Work required:
Transcribe every line of the listing below without any deviation.

Extracted material:

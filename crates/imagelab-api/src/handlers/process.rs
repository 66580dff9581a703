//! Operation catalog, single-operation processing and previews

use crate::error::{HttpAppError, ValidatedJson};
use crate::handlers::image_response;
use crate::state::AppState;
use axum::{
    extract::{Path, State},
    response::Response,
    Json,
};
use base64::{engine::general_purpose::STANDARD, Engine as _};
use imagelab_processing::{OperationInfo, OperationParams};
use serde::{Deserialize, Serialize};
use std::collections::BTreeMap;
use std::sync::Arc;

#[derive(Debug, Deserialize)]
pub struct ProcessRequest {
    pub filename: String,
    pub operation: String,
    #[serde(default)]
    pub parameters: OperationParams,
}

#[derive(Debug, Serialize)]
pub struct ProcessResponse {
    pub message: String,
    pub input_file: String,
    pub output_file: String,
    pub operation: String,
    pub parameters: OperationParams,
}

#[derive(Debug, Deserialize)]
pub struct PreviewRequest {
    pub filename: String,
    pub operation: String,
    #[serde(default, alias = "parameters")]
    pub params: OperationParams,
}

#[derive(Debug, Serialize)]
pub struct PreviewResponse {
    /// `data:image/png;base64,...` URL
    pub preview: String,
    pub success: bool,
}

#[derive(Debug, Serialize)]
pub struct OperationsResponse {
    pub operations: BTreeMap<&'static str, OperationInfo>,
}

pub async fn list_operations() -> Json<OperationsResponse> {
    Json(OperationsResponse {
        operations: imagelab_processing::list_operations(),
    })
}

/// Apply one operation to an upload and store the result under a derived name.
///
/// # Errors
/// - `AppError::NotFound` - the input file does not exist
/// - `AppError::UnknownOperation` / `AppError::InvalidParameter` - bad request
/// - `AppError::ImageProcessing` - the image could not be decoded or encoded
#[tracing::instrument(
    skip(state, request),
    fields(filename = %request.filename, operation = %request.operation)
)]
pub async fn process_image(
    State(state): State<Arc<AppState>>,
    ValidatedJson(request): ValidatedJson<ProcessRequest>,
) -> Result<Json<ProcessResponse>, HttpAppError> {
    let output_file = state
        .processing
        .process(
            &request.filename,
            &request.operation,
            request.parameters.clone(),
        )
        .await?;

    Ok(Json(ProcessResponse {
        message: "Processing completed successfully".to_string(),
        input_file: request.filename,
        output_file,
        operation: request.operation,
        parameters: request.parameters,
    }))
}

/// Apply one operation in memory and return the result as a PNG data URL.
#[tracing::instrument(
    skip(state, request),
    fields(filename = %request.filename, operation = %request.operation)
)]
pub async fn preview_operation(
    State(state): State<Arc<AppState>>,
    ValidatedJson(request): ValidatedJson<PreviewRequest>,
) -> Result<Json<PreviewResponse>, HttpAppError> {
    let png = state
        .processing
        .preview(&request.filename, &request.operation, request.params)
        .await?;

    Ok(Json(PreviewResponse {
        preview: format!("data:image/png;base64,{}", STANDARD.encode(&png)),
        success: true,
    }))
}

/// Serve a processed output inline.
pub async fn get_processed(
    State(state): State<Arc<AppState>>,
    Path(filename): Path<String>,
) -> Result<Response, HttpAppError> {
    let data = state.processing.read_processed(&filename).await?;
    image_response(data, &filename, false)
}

Response below:
filename crates/imagelab-api/src/handlers/process.rs
repository 66580dff9581a703
//! Operation catalog, single-operation processing and previews

use crate::error::{HttpAppError, ValidatedJson};
use crate::handlers::image_response;
use crate::state::AppState;
use axum::{
    extract::{Path, State},
    response::Response,
    Json,
};
use base64::{engine::general_purpose::STANDARD, Engine as _};
use imagelab_processing::{OperationInfo, OperationParams};
use serde::{Deserialize, Serialize};
use std::collections::BTreeMap;
use std::sync::Arc;

#[derive(Debug, Deserialize)]
pub struct ProcessRequest {
    pub filename: String,
    pub operation: String,
    #[serde(default)]
    pub parameters: OperationParams,
}

#[derive(Debug, Serialize)]
pub struct ProcessResponse {
    pub message: String,
    pub input_file: String,
    pub output_file: String,
    pub operation: String,
    pub parameters: OperationParams,
}

#[derive(Debug, Deserialize)]
pub struct PreviewRequest {
    pub filename: String,
    pub operation: String,
    #[serde(default, alias = "parameters")]
    pub params: OperationParams,
}

#[derive(Debug, Serialize)]
pub struct PreviewResponse {
    /// `data:image/png;base64,...` URL
    pub preview: String,
    pub success: bool,
}

#[derive(Debug, Serialize)]
pub struct OperationsResponse {
    pub operations: BTreeMap<&'static str, OperationInfo>,
}

pub async fn list_operations() -> Json<OperationsResponse> {
    Json(OperationsResponse {
        operations: imagelab_processing::list_operations(),
    })
}

/// Apply one operation to an upload and store the result under a derived name.
///
/// # Errors
/// - `AppError::NotFound` - the input file does not exist
/// - `AppError::UnknownOperation` / `AppError::InvalidParameter` - bad request
/// - `AppError::ImageProcessing` - the image could not be decoded or encoded
#[tracing::instrument(
    skip(state, request),
    fields(filename = %request.filename, operation = %request.operation)
)]
pub async fn process_image(
    State(state): State<Arc<AppState>>,
    ValidatedJson(request): ValidatedJson<ProcessRequest>,
) -> Result<Json<ProcessResponse>, HttpAppError> {
    let output_file = state
        .processing
        .process(
            &request.filename,
            &request.operation,
            request.parameters.clone(),
        )
        .await?;

    Ok(Json(ProcessResponse {
        message: "Processing completed successfully".to_string(),
        input_file: request.filename,
        output_file,
        operation: request.operation,
        parameters: request.parameters,
    }))
}

/// Apply one operation in memory and return the result as a PNG data URL.
#[tracing::instrument(
    skip(state, request),
    fields(filename = %request.filename, operation = %request.operation)
)]
pub async fn preview_operation(
    State(state): State<Arc<AppState>>,
    ValidatedJson(request): ValidatedJson<PreviewRequest>,
) -> Result<Json<PreviewResponse>, HttpAppError> {
    let png = state
        .processing
        .preview(&request.filename, &request.operation, request.params)
        .await?;

    Ok(Json(PreviewResponse {
        preview: format!("data:image/png;base64,{}", STANDARD.encode(&png)),
        success: true,
    }))
}

/// Serve a processed output inline.
pub async fn get_processed(
    State(state): State<Arc<AppState>>,
    Path(filename): Path<String>,
) -> Result<Response, HttpAppError> {
    let data = state.processing.read_processed(&filename).await?;
    image_response(data, &filename, false)
}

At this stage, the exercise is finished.